1  Jersey has one of the oldest insolvency frameworks still in operation in Europe, where procedures transplanted from continental Normandy in the mediaeval period and lightly reformed by statute since continue to be used to the present day for the insolvency of companies and individuals. A remise de biens is a method for a debtor experiencing financial difficulties to ask for the protection of the court, which can only be granted on strict conditions being satisfied.[1] These conditions include the pre-requisite of holding immoveable property[2] and the prospect of the payment of the secured debt in full with a dividend (no matter how slender) for the unsecured creditors.

2  The granting of an order results in the affairs of the debtor being placed in the hands of the court for a fixed period, usually six months.[3] The period may be extended, although extensions beyond a year generally require the creditors to consent to the proposed order.[4] During this time, two Jurats appointed by the court attempt to discharge debts by realising the debtor’s property. The utility of this procedure is to avoid a fire-sale of the debtor’s assets with a view to obtaining a better price over the duration of the procedure than could be obtained were the sale conducted in haste. If the debts are paid in their entirety, any unsold property or surplus value is returned to the debtor.

3  A remise de biens is useful for a debtor at risk of losing any surplus value in their immovable property through the foreclosure that happens during the dégrèvement process as part of the transfer of the property into the hands of one of their creditors. As a result, a debtor who might otherwise be obliged to apply for a cession de biens or who might be the subject of an adjudication de renonciation at the creditor’s behest has every interest to explore the possibility of a remise de biens, especially given that an application may be made at any stage of the dégrèvement process up to the moment the property is transferred into the hands of the tenant après dégrèvement. This also has the effect of enabling a discharge to occur despite the rule in Birbeck affecting the availability of a discharge for debtors who have been subject to an adjudication de renunciation.[5] Similarly, a remise de biens is useful when compared to a désastre, because the costs of the procedure are usually less than the fees charged by the Viscount in that procedure. Furthermore, in a remise de biens procedure, the debtor retains ownership of his property, although obliged to co-operate with the Jurats who exercise a power of management over the property.

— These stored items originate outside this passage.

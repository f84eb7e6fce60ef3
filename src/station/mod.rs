pub mod audio;
pub mod cdinfo;
pub mod imaging;
pub mod robot;

use crate::{
    classify::DriveReport,
    config::{AudioFormat, Config},
    error::JobError,
    job::CarrierJob,
    process::ProcessError,
};
use std::path::{Path, PathBuf};

pub use audio::AudioRipper;
pub use cdinfo::CdInfoProbe;
pub use imaging::IsoImager;
pub use robot::DriverRobot;

/// Disc-loading hardware. One blocking call per action, no retries.
pub trait Robot: Send {
    fn load(&self) -> Result<(), JobError>;
    fn eject(&self) -> Result<(), JobError>;
    fn reject(&self) -> Result<(), JobError>;
}

/// Inspects the medium in a drive without changing hardware state.
pub trait DiscProbe: Send {
    fn classify(&self, drive: &str) -> Result<DriveReport, JobError>;
}

pub trait Imager: Send {
    fn image(&self, job: &CarrierJob, out_dir: &Path) -> Result<ImageOutput, JobError>;
}

pub trait Ripper: Send {
    fn rip(
        &self,
        job: &CarrierJob,
        format: AudioFormat,
        out_dir: &Path,
    ) -> Result<RipOutput, JobError>;
}

#[derive(Debug, Clone)]
pub struct ImageOutput {
    pub iso_path: PathBuf,
    pub bytes: u64,
}

#[derive(Debug, Clone)]
pub struct RipOutput {
    pub tracks: Vec<PathBuf>,
    pub format: AudioFormat,
}

/// Deterministic ISO name for a job.
pub fn iso_file_name(job: &CarrierJob) -> String {
    format!("{}_{:03}.iso", job.job_id, job.volume_no)
}

/// The set of collaborators one orchestrator drives.
pub struct Station {
    pub robot: Box<dyn Robot>,
    pub probe: Box<dyn DiscProbe>,
    pub imager: Box<dyn Imager>,
    pub ripper: Box<dyn Ripper>,
}

impl Station {
    /// Tool-backed station. Expects a validated config.
    pub fn from_config(cfg: &Config) -> Self {
        Self {
            robot: Box::new(DriverRobot::new(cfg)),
            probe: Box::new(CdInfoProbe::new(cfg)),
            imager: Box::new(IsoImager::new(cfg)),
            ripper: Box::new(AudioRipper::new(cfg)),
        }
    }
}

/// Timeouts become `HardwareTimeout`; any other process failure is mapped by `other`.
pub(crate) fn process_failure(
    action: &str,
    err: ProcessError,
    other: impl FnOnce(String) -> JobError,
) -> JobError {
    match err {
        ProcessError::Timeout { timeout, .. } => JobError::HardwareTimeout {
            action: action.to_string(),
            timeout_secs: timeout.as_secs(),
        },
        err => other(err.to_string()),
    }
}
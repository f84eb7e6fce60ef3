use anyhow::Result;
use clap::Parser;
use ripstation::cli;
use tracing::error;

fn main() -> Result<()> {
    let args = cli::Args::parse();
    if let Err(err) = cli::dispatch(args) {
        error!("{:#}", err);
        eprintln!("error: {:#}", err);
        std::process::exit(1);
    }
    Ok(())
}
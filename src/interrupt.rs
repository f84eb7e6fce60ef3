//! Operator interrupt: the first SIGINT/SIGTERM asks for a quit after the current disc,
//! a second one terminates the process as usual.

use std::sync::atomic::{AtomicBool, Ordering};

static REQUESTED: AtomicBool = AtomicBool::new(false);

/// True once an interrupt arrived since [`install`].
pub fn requested() -> bool {
    REQUESTED.load(Ordering::SeqCst)
}

#[cfg(unix)]
extern "C" fn on_signal(sig: libc::c_int) {
    REQUESTED.store(true, Ordering::SeqCst);
    // SAFETY: signal(2) is async-signal-safe; restoring the default lets a second
    // interrupt stop the process.
    unsafe {
        libc::signal(sig, libc::SIG_DFL);
    }
}

/// Routes SIGINT and SIGTERM into [`requested`].
#[cfg(unix)]
pub fn install() {
    REQUESTED.store(false, Ordering::SeqCst);
    let handler = on_signal as extern "C" fn(libc::c_int) as libc::sighandler_t;
    // SAFETY: the handler only touches an atomic and calls signal(2).
    unsafe {
        libc::signal(libc::SIGINT, handler);
        libc::signal(libc::SIGTERM, handler);
    }
}

#[cfg(not(unix))]
pub fn install() {}
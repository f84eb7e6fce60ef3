use crate::{
    manifest::{MANIFEST_FILE, ManifestWriter},
    util::ensure_dir,
};
use anyhow::{Context, Result, anyhow};
use std::path::{Path, PathBuf};
use tracing::info;
use uuid::Uuid;

pub const VERSION_FILE: &str = "version.txt";
pub const LOG_FILE: &str = "batch.log";

/// One operator working set: a directory holding the manifest, version marker, batch
/// log and one sub-directory per job.
#[derive(Debug, Clone)]
pub struct Batch {
    dir: PathBuf,
}

impl Batch {
    /// Creates `<root>/<prefix>-<uuid>` with its version marker and manifest header.
    pub fn create(root: &Path, prefix: &str) -> Result<Self> {
        let dir = root.join(format!("{}-{}", prefix, Uuid::new_v4()));
        ensure_dir(&dir)?;
        std::fs::write(
            dir.join(VERSION_FILE),
            format!("{}\n", env!("CARGO_PKG_VERSION")),
        )
        .with_context(|| format!("writing version marker in {}", dir.display()))?;
        let batch = Self { dir };
        batch.open_manifest()?;
        info!("created batch {}", batch.name());
        Ok(batch)
    }

    /// Reopens an existing batch so more carriers can be added to it.
    pub fn open(dir: &Path) -> Result<Self> {
        if !dir.is_dir() {
            return Err(anyhow!("batch directory does not exist: {}", dir.display()));
        }
        let batch = Self {
            dir: dir.to_path_buf(),
        };
        if !batch.dir.join(VERSION_FILE).exists() {
            std::fs::write(
                batch.dir.join(VERSION_FILE),
                format!("{}\n", env!("CARGO_PKG_VERSION")),
            )?;
        }
        info!("opened batch {}", batch.name());
        Ok(batch)
    }

    pub fn dir(&self) -> &Path {
        &self.dir
    }

    /// Batch identity is the directory name.
    pub fn name(&self) -> String {
        self.dir
            .file_name()
            .map(|n| n.to_string_lossy().into_owned())
            .unwrap_or_default()
    }

    pub fn manifest_path(&self) -> PathBuf {
        self.dir.join(MANIFEST_FILE)
    }

    pub fn log_path(&self) -> PathBuf {
        self.dir.join(LOG_FILE)
    }

    pub fn job_dir(&self, job_id: &str) -> PathBuf {
        self.dir.join(job_id)
    }

    pub fn open_manifest(&self) -> Result<ManifestWriter> {
        Ok(ManifestWriter::open(&self.manifest_path())?)
    }
}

4  Remise de biens is the only Jersey procedure of a suspensory type specifically to enable the rehabilitation of the debtor because it results in a discharge if successful. It is also fairer for the debtor, when compared to other possible procedures, because only so much of the debtor’s property is realised as is necessary to satisfy the creditors. In fact, prior to the inclusion of immovables within the scope of désastre proceedings,[6] it was the only equitable method for dealing with a debtor with immovable property. As a result, it has remained in use until modern times, albeit case law, reported or unreported, on the operation of its provisions is sparse.[7] For this reason, the production of two judgments within the space of five months in 2017 dealing with aspects of the process is of some interest.[8]

The facts of the cases

In re GG and Tygres

5  This case involved two investment companies, each holding a property used as a guesthouse.[9] Both companies had applied for a remise de biens. The issue in both cases involved determining whether the value of the assets of the companies, including the properties in question, would be sufficient to pay off the secured creditors and offer a dividend to the unsecured creditors, an essential pre-requisite to the granting of an order. In both instances, the asset values were estimated on the basis of property valuations which fluctuated. In the case of the first company (Tygres), the lowest estimate was close to the amount due to the secured creditors.[10] Taking into account the likely costs of realisation, there would not be sufficient to offer the unsecured creditors a dividend, thus defeating the rationale of the process.[11]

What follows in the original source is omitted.